(Saved data entries)
- - -
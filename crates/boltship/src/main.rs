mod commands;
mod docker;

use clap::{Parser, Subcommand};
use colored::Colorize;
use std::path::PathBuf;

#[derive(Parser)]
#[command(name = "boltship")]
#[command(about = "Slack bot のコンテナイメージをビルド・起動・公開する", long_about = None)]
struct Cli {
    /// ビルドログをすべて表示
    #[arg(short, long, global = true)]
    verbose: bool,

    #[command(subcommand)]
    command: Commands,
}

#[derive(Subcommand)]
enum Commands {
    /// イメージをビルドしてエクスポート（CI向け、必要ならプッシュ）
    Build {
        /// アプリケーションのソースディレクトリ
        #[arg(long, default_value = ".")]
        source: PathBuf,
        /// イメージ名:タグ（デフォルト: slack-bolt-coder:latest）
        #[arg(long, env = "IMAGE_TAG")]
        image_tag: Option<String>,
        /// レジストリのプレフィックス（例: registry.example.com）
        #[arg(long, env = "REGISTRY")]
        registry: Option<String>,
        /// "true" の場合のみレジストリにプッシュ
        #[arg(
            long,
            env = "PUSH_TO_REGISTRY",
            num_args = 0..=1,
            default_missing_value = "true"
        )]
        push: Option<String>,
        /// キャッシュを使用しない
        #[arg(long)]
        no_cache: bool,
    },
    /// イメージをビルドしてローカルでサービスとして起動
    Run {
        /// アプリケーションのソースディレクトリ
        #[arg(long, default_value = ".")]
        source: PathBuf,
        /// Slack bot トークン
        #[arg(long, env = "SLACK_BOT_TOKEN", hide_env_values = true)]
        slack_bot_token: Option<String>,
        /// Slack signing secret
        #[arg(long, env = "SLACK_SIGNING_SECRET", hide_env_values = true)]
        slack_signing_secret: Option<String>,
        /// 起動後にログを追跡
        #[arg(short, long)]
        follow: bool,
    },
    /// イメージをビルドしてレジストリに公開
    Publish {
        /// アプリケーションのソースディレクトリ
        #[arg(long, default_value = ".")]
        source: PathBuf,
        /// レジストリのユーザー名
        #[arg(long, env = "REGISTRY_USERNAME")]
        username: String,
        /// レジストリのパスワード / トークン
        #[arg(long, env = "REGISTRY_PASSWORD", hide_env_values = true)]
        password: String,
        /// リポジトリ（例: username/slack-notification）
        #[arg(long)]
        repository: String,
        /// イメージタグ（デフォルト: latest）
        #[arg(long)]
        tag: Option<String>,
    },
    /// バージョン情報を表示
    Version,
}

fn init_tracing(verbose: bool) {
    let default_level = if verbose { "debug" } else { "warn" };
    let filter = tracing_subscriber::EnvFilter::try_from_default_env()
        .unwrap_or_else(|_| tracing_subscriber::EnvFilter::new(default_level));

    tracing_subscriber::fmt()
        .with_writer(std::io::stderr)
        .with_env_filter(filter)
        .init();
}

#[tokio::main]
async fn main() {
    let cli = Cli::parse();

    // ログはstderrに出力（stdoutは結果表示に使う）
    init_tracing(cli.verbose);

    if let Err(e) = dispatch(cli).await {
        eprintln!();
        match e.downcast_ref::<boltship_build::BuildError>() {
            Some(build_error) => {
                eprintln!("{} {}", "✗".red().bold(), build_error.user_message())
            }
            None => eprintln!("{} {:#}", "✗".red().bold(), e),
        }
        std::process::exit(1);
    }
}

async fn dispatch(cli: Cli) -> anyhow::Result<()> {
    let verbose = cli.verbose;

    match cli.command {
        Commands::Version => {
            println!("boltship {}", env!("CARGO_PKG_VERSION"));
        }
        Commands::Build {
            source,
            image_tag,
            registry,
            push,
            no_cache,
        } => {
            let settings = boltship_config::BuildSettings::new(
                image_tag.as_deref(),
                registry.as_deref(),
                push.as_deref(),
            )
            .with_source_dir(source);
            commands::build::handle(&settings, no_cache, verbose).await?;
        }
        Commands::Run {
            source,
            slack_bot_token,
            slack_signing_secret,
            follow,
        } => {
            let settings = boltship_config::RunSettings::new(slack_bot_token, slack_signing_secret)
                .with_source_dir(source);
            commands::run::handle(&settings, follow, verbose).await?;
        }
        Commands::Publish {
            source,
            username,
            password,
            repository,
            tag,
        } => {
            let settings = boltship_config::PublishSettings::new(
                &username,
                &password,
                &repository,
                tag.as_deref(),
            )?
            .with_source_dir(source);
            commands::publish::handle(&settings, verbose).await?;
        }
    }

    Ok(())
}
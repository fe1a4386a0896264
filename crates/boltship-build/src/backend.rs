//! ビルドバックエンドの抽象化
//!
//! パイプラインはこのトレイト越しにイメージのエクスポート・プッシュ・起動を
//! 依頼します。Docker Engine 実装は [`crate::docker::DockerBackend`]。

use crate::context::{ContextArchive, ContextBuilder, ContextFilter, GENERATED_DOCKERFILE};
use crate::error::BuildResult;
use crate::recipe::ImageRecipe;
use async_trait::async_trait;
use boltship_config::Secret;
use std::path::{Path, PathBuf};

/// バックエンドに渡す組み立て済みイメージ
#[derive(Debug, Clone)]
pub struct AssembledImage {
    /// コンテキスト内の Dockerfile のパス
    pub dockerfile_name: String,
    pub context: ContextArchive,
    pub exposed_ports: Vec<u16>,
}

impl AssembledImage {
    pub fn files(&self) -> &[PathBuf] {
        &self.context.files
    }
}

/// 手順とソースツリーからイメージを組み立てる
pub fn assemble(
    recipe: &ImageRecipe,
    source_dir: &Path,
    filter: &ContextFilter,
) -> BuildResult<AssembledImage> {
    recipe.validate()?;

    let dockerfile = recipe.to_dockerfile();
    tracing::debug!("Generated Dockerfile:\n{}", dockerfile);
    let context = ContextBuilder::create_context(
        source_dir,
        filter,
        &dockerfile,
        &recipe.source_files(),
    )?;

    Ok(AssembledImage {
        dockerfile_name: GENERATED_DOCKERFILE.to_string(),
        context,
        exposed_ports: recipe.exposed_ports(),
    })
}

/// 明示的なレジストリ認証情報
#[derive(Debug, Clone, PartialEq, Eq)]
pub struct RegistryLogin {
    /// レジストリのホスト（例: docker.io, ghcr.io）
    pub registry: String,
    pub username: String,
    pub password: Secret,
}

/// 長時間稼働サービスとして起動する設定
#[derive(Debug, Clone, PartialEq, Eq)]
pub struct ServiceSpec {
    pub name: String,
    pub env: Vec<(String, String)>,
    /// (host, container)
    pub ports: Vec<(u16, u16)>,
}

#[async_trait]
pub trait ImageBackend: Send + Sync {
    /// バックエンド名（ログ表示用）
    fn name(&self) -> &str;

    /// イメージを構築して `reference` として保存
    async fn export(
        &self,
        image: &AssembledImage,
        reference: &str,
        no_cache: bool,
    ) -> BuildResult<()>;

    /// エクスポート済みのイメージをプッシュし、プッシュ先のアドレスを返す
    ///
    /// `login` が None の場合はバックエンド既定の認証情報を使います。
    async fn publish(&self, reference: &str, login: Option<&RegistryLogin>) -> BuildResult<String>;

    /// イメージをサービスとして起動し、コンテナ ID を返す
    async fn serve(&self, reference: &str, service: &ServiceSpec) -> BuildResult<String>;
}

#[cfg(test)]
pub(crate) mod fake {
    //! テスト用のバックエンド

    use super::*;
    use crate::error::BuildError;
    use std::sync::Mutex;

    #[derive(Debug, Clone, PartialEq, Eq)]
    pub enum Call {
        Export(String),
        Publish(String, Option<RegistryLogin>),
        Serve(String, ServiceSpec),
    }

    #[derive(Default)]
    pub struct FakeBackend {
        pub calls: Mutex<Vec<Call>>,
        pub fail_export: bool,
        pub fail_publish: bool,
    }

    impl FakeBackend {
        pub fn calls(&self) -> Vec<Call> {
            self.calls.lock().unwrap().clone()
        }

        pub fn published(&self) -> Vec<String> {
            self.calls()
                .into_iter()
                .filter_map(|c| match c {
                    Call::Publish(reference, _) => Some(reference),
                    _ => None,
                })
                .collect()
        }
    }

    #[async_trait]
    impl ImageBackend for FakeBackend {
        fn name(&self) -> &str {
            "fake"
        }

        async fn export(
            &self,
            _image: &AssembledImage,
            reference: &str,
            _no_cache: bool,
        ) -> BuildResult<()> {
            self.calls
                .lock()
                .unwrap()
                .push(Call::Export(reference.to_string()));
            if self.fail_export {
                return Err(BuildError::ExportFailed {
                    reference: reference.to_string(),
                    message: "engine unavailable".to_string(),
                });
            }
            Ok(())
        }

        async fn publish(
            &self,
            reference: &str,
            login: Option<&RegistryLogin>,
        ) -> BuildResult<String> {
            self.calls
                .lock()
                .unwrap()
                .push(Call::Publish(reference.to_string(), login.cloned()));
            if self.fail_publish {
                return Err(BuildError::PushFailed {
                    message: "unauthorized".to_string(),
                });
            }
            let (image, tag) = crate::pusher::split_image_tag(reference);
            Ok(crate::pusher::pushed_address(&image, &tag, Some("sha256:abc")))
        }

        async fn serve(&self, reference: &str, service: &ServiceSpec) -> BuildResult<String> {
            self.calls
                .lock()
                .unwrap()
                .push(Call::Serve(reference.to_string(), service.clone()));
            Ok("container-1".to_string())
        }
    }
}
- - -
▸ **Problem requirements**: Only lines with the word "filename" are wanted; pull each of them from the records.

▸ **Your response**:
filename crates/boltship/src/main.rs
filename crates/boltship-build/src/backend.rs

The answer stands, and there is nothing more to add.